**MATERIAL PROVIDED:**
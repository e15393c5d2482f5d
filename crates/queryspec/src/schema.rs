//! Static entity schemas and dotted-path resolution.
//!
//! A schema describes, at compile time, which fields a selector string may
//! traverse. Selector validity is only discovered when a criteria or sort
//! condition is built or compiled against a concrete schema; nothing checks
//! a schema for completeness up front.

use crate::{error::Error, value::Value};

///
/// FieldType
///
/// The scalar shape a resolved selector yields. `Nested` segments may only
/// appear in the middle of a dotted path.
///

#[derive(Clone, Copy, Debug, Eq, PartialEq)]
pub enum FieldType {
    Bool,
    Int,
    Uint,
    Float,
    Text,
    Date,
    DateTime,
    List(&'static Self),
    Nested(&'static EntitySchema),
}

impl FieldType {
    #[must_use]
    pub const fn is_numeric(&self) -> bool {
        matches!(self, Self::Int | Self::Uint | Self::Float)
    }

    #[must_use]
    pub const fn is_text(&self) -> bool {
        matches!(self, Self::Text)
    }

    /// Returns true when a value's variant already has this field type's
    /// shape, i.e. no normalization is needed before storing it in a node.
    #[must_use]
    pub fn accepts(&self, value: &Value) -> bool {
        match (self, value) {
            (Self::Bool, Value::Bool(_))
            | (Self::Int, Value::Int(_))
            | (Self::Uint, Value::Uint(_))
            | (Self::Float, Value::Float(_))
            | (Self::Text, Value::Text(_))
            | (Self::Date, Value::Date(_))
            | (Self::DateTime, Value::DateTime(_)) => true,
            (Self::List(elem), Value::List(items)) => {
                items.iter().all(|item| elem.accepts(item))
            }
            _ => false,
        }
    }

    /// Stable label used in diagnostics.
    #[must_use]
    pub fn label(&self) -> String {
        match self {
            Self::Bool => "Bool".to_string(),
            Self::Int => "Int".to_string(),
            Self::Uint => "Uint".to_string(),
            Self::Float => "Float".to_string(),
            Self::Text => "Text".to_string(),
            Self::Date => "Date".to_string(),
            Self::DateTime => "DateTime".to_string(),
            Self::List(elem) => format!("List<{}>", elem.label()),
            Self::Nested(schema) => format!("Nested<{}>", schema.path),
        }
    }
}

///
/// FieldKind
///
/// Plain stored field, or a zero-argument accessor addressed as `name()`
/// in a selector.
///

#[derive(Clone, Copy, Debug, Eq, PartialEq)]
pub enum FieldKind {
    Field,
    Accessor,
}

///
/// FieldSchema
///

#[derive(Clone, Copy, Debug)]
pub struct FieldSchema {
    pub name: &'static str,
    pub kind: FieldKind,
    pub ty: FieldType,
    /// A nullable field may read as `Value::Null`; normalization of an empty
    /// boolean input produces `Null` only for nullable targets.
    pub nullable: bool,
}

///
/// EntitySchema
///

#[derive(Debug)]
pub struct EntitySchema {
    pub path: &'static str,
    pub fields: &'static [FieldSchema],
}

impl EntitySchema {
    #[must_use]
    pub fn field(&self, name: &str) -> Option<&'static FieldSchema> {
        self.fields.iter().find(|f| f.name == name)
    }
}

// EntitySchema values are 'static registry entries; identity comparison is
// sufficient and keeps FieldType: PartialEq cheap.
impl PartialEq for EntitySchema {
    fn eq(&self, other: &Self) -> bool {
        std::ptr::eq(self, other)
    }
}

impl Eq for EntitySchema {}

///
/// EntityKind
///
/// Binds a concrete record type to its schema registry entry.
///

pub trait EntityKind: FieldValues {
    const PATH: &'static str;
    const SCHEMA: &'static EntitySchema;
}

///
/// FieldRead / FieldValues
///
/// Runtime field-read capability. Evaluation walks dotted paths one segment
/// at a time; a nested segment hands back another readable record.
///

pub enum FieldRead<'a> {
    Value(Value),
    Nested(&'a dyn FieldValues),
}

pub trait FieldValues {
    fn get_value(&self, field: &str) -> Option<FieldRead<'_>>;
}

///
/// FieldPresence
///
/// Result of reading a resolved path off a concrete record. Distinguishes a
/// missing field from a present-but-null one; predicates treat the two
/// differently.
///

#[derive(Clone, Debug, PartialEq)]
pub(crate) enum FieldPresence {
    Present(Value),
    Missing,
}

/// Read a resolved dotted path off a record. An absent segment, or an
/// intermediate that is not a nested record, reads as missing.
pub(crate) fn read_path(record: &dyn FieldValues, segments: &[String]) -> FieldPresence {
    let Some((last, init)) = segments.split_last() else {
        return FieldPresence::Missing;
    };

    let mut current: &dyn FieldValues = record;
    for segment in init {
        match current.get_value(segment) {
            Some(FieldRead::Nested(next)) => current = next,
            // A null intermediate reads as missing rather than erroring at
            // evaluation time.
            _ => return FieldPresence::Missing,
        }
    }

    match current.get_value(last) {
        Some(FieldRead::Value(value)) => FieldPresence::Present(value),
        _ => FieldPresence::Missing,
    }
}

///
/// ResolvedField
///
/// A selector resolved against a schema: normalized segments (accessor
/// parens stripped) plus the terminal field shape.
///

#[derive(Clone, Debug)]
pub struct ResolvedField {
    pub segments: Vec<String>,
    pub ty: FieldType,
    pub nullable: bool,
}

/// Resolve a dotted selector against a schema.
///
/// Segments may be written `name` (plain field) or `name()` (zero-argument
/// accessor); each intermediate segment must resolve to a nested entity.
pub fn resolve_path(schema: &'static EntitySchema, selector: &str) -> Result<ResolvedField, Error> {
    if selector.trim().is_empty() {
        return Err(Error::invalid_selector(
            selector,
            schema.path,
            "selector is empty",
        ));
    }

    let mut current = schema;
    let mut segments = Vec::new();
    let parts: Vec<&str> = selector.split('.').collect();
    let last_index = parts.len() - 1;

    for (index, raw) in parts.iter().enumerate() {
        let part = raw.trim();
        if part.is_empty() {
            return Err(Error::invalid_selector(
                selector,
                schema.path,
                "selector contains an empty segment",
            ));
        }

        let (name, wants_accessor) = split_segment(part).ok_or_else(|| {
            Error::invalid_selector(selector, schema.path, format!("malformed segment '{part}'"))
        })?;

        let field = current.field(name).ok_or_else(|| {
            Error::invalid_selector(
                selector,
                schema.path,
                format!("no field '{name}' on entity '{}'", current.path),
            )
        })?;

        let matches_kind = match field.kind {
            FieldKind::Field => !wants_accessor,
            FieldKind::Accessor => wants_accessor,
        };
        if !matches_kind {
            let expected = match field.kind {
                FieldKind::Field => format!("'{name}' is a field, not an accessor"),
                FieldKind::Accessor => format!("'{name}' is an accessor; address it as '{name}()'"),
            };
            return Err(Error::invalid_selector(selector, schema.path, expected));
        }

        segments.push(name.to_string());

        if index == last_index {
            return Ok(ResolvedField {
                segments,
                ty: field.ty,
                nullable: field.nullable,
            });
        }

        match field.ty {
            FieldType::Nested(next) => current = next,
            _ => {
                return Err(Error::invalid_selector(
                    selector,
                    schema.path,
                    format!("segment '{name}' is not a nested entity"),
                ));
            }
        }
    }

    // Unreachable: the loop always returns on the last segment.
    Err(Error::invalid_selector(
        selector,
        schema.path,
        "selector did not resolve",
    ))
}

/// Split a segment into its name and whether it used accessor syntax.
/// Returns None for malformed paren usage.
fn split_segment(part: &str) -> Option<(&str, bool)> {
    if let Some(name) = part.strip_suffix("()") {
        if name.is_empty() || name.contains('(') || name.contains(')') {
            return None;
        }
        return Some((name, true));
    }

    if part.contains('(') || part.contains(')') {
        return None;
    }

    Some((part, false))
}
==
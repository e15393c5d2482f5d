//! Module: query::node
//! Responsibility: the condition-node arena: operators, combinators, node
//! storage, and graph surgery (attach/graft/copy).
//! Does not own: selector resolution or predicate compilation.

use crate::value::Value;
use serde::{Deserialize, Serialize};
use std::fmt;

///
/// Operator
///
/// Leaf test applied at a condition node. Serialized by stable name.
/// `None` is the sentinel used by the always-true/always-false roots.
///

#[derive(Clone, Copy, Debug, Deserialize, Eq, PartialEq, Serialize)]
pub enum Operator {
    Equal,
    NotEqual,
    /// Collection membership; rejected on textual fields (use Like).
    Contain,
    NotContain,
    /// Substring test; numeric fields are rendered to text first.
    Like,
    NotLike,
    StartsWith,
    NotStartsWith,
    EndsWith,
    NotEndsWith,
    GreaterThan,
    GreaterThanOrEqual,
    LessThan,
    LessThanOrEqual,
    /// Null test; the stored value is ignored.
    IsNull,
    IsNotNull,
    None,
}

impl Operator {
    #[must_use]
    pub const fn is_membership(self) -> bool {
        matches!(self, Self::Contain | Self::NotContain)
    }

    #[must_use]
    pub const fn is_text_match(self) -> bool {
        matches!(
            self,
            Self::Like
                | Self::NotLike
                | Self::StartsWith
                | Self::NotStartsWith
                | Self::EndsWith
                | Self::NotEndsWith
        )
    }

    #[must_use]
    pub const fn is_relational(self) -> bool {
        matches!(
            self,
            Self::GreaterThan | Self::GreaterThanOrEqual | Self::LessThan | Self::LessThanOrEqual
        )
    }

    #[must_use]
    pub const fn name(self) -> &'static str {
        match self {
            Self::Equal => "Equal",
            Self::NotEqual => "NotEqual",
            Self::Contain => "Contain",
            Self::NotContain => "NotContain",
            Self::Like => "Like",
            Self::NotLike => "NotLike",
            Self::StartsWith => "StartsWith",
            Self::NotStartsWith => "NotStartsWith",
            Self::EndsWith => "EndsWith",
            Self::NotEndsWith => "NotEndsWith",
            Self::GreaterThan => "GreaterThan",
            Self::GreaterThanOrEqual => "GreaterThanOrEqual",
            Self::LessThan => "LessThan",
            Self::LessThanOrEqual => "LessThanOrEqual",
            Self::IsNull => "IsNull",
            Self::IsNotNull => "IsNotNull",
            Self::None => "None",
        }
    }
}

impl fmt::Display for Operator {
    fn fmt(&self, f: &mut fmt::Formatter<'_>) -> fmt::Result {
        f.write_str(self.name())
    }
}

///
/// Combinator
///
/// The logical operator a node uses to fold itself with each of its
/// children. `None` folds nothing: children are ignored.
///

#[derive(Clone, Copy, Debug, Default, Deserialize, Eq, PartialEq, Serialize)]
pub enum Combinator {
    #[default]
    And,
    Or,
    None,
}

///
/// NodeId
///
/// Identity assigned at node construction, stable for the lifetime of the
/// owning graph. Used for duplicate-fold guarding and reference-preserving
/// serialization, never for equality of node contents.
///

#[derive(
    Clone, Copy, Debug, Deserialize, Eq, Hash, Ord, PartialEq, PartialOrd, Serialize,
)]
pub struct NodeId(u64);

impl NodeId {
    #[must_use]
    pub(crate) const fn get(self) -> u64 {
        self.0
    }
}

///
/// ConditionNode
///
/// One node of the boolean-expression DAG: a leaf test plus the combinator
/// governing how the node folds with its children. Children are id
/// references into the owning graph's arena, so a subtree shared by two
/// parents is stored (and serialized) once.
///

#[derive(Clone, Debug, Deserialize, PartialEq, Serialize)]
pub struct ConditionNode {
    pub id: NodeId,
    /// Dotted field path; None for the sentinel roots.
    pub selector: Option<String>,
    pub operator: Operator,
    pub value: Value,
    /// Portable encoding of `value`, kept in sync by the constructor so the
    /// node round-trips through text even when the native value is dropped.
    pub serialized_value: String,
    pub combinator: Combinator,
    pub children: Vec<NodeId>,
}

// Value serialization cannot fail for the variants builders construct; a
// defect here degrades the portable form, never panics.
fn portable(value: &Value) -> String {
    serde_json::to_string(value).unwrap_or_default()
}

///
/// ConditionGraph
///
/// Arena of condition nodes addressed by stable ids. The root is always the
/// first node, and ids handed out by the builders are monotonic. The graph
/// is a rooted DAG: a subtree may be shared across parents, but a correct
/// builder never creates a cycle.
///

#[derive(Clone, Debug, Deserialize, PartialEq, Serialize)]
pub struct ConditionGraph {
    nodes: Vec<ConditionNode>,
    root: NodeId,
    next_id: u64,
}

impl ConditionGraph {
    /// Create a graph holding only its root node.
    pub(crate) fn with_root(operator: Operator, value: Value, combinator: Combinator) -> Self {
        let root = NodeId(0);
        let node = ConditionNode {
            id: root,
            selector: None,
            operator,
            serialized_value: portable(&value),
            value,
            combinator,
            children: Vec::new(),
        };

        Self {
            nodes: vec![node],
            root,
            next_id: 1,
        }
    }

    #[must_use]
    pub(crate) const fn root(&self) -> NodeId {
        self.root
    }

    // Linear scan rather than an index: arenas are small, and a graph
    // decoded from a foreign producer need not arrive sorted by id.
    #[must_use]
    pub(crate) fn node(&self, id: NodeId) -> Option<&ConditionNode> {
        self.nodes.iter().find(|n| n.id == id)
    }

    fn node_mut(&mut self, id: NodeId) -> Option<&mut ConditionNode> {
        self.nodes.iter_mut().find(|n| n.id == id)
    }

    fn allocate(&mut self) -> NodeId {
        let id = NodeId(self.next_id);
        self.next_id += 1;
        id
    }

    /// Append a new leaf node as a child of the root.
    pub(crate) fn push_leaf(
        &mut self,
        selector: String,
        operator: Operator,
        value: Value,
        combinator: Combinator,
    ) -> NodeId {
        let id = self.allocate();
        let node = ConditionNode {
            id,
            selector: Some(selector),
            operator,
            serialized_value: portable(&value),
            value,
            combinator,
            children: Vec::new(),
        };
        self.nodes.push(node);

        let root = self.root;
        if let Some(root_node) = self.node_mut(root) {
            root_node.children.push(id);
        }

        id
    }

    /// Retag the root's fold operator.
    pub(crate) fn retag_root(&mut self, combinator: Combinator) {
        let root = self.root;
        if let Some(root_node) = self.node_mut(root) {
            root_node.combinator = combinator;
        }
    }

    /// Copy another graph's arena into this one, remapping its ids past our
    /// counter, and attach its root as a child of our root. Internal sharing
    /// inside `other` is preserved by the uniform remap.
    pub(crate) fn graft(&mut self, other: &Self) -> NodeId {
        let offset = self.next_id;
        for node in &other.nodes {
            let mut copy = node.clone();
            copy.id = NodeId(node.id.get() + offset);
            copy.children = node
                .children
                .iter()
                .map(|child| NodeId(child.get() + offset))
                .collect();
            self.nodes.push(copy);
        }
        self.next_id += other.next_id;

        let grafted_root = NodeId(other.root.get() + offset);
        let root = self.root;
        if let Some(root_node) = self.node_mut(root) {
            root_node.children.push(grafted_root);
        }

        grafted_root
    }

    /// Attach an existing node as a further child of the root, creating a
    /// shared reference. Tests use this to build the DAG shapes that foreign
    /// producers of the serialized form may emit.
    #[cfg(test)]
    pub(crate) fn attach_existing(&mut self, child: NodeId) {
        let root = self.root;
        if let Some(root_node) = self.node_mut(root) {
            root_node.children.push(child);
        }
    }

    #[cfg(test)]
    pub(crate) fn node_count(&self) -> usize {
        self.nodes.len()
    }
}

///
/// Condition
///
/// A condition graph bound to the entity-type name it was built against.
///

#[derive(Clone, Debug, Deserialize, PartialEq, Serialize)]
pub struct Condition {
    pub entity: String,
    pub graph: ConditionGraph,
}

**TRY IT:**
Search the data above for the word "nullable" and show every line that has it.

**ANSWER BELOW:**
    /// A nullable field may read as `Value::Null`; normalization of an empty
    /// boolean input produces `Null` only for nullable targets.
    pub nullable: bool,
    pub nullable: bool,
                nullable: field.nullable,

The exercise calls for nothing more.